WORK INSTRUCTIONS → Below are records; copy every line among them that contains the word "ArrayVec".

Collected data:
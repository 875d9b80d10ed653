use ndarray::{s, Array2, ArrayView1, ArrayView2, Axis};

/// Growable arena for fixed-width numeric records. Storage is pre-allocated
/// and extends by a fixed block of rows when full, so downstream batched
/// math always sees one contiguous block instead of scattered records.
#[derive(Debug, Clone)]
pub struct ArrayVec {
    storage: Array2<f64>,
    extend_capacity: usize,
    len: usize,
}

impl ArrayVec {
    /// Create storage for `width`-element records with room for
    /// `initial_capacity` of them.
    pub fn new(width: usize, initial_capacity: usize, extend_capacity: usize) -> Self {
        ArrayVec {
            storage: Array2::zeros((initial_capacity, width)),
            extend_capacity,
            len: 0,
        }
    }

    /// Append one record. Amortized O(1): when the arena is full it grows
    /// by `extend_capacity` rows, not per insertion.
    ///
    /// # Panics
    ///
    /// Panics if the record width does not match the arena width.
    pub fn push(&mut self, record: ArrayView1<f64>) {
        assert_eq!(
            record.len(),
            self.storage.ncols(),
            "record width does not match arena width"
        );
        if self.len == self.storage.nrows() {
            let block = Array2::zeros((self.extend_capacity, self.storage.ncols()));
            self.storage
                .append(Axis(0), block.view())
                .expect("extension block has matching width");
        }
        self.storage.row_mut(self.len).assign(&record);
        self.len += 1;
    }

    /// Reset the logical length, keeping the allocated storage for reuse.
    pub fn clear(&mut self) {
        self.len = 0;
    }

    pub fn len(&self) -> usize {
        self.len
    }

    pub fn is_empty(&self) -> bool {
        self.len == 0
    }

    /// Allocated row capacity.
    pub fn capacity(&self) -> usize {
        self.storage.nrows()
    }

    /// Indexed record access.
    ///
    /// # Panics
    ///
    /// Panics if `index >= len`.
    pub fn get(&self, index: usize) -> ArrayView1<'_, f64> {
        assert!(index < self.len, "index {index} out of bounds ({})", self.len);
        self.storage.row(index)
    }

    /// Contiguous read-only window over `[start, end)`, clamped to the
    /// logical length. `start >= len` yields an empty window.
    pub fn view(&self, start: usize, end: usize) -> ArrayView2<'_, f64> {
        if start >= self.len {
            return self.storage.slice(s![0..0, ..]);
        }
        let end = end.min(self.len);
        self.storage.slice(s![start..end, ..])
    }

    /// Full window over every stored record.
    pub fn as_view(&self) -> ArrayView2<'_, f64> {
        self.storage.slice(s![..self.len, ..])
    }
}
--
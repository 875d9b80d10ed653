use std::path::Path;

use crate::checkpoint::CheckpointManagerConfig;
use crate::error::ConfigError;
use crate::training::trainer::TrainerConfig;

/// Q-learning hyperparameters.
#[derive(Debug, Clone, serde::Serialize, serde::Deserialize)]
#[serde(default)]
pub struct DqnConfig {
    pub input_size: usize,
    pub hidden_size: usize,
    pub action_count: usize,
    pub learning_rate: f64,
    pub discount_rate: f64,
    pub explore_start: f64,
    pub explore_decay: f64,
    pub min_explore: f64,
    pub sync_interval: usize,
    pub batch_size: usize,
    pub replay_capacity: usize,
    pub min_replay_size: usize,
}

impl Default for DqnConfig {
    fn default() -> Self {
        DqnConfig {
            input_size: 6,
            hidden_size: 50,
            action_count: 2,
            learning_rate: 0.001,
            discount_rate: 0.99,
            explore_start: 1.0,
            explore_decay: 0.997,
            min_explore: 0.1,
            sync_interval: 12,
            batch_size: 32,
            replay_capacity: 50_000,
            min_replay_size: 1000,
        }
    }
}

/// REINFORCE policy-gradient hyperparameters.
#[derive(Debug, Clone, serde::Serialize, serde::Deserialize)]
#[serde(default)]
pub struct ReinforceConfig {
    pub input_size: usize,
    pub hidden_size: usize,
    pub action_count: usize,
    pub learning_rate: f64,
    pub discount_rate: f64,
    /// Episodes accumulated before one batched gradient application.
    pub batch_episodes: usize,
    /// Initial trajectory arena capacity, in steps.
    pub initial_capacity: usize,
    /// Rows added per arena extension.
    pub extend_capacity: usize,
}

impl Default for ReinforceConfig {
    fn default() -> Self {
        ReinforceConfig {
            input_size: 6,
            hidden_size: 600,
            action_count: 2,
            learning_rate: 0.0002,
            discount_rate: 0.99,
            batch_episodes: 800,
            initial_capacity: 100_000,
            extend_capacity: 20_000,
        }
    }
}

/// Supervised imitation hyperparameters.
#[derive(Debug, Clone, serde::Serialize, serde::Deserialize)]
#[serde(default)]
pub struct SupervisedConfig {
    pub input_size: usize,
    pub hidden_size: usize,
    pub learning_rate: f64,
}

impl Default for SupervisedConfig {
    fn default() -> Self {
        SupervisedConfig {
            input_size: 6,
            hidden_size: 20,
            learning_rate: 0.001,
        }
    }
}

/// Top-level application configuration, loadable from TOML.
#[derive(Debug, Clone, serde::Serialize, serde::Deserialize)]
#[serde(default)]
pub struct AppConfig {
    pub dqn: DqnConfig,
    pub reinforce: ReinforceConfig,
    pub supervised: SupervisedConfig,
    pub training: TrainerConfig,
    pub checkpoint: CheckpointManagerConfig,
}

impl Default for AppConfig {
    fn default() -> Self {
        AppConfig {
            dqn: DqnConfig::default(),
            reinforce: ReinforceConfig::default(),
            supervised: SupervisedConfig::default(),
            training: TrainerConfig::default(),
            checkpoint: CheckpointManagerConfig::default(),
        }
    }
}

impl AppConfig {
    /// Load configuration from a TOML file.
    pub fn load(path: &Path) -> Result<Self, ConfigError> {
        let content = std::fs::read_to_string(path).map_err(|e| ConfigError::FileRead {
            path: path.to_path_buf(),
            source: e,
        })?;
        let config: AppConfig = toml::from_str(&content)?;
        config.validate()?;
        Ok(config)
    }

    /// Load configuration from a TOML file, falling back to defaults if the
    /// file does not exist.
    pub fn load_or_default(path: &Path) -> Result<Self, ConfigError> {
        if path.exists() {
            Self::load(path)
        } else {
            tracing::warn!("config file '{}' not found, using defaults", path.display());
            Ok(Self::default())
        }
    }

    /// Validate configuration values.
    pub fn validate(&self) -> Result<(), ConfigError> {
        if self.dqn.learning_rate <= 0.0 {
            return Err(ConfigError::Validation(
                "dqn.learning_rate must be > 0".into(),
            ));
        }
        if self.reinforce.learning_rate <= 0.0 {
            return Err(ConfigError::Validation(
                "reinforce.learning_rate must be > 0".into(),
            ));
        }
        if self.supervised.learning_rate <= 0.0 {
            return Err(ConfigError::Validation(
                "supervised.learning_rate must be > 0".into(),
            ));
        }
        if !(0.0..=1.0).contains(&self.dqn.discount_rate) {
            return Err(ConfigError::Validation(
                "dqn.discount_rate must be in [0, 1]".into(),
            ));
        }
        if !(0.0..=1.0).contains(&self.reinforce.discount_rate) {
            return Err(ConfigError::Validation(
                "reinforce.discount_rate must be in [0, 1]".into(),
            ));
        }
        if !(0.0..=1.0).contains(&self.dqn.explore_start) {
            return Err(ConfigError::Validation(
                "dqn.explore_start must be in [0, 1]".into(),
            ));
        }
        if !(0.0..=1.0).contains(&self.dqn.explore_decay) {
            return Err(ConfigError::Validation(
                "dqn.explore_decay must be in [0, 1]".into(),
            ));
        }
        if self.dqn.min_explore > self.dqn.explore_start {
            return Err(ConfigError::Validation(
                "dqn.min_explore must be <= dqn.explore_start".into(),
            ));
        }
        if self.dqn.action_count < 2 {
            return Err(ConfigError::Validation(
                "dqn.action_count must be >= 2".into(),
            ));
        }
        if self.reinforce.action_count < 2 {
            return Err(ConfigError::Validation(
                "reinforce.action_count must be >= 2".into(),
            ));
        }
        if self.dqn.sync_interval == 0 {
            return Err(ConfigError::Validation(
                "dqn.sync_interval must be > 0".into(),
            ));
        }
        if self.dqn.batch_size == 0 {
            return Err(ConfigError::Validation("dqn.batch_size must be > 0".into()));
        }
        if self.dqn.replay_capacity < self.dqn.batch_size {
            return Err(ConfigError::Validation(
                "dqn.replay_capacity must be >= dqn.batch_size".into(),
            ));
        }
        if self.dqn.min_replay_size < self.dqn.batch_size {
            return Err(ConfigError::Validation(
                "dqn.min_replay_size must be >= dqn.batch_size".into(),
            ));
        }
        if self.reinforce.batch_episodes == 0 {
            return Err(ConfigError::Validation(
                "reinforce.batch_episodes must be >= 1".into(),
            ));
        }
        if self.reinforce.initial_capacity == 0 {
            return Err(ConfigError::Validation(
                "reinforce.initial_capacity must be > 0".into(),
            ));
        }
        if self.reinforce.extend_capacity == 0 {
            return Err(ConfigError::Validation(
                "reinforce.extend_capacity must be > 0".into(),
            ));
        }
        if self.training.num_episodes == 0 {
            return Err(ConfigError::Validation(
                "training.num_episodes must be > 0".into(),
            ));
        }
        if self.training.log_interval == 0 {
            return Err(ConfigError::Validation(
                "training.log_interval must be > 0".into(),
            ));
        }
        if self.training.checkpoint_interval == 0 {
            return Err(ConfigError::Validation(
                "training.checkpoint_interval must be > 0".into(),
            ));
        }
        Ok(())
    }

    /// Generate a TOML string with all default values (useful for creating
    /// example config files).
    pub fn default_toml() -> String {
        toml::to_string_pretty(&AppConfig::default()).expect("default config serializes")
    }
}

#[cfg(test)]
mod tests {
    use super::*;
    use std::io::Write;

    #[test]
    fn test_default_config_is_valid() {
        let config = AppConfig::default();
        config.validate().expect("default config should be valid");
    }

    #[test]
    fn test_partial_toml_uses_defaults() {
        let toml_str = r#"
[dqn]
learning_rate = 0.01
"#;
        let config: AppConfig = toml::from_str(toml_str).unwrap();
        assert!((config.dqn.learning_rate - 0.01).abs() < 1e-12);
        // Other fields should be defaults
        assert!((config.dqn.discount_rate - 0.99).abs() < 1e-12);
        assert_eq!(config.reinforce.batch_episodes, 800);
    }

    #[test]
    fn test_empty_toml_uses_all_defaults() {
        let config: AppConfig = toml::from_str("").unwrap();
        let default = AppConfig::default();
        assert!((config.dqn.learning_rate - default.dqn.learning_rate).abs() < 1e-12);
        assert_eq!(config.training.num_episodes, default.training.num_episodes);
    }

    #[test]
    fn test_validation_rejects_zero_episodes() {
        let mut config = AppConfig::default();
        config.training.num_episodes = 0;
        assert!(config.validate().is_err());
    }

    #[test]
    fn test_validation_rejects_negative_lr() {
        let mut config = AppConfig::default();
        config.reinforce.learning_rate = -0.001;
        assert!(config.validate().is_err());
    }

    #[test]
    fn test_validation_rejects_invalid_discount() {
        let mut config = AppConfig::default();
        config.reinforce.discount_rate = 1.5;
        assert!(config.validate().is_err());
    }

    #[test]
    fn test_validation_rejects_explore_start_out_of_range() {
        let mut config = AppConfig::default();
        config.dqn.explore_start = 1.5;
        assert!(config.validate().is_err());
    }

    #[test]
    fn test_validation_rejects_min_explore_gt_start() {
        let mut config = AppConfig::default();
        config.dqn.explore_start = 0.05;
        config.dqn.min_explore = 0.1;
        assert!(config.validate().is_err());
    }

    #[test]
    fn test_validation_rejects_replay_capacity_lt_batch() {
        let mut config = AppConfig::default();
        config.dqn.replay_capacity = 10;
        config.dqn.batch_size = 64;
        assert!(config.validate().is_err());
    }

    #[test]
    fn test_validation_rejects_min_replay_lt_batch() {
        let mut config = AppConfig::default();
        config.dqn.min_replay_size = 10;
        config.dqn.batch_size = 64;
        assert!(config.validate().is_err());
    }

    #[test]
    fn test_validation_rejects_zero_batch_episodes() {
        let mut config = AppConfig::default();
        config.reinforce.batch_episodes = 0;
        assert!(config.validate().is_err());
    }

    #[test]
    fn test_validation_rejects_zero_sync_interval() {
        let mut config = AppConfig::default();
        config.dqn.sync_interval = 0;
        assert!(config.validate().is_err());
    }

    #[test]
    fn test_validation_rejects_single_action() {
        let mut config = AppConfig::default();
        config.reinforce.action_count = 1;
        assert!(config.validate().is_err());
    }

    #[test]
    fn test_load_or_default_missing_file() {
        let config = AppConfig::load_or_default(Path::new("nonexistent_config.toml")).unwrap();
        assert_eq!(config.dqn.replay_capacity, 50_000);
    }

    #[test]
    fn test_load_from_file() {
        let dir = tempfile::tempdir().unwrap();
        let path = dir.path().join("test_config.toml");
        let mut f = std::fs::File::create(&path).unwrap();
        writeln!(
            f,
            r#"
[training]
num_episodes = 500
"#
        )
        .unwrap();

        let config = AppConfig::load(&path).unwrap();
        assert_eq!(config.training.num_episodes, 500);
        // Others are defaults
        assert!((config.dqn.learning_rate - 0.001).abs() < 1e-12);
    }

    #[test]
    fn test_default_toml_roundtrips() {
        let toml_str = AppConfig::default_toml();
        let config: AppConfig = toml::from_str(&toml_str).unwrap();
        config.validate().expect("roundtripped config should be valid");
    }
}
==
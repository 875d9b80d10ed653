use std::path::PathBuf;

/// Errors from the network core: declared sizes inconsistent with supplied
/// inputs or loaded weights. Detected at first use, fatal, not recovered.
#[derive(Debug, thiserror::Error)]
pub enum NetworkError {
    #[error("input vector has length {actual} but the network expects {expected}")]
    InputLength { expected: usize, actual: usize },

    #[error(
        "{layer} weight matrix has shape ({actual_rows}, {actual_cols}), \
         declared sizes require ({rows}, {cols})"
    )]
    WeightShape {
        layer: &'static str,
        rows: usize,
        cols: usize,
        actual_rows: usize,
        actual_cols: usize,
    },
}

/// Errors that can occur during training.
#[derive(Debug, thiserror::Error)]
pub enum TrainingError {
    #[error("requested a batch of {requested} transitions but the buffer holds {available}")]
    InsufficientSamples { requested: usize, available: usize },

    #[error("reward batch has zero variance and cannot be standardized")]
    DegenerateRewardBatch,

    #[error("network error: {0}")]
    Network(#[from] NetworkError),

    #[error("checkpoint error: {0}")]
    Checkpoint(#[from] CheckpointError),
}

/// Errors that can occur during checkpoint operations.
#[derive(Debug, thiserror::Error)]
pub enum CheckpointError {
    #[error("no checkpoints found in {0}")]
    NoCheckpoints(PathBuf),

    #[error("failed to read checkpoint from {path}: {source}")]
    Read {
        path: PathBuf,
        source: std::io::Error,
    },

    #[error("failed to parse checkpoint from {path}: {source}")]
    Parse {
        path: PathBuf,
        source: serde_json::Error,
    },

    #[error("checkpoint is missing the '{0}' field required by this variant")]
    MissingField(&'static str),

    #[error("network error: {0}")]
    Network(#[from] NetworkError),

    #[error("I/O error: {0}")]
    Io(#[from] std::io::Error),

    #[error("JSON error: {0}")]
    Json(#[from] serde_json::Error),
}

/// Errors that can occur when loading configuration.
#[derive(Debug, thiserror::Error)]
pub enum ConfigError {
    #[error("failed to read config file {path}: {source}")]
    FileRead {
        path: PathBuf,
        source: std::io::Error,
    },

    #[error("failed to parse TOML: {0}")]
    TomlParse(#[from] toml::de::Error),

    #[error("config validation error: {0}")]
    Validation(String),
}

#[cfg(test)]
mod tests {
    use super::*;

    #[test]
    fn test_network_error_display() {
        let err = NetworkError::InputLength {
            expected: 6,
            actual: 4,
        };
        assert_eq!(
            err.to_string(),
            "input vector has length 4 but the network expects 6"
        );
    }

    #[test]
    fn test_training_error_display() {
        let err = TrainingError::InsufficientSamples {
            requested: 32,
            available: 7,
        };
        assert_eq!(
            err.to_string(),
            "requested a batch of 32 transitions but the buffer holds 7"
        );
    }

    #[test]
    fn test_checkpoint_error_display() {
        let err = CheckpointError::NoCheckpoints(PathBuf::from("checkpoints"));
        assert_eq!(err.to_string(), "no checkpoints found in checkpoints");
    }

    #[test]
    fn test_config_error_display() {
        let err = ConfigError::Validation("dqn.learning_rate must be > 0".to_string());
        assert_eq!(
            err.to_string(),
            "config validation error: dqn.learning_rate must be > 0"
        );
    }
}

FINAL ANSWER →
pub struct ArrayVec {
impl ArrayVec {
        ArrayVec {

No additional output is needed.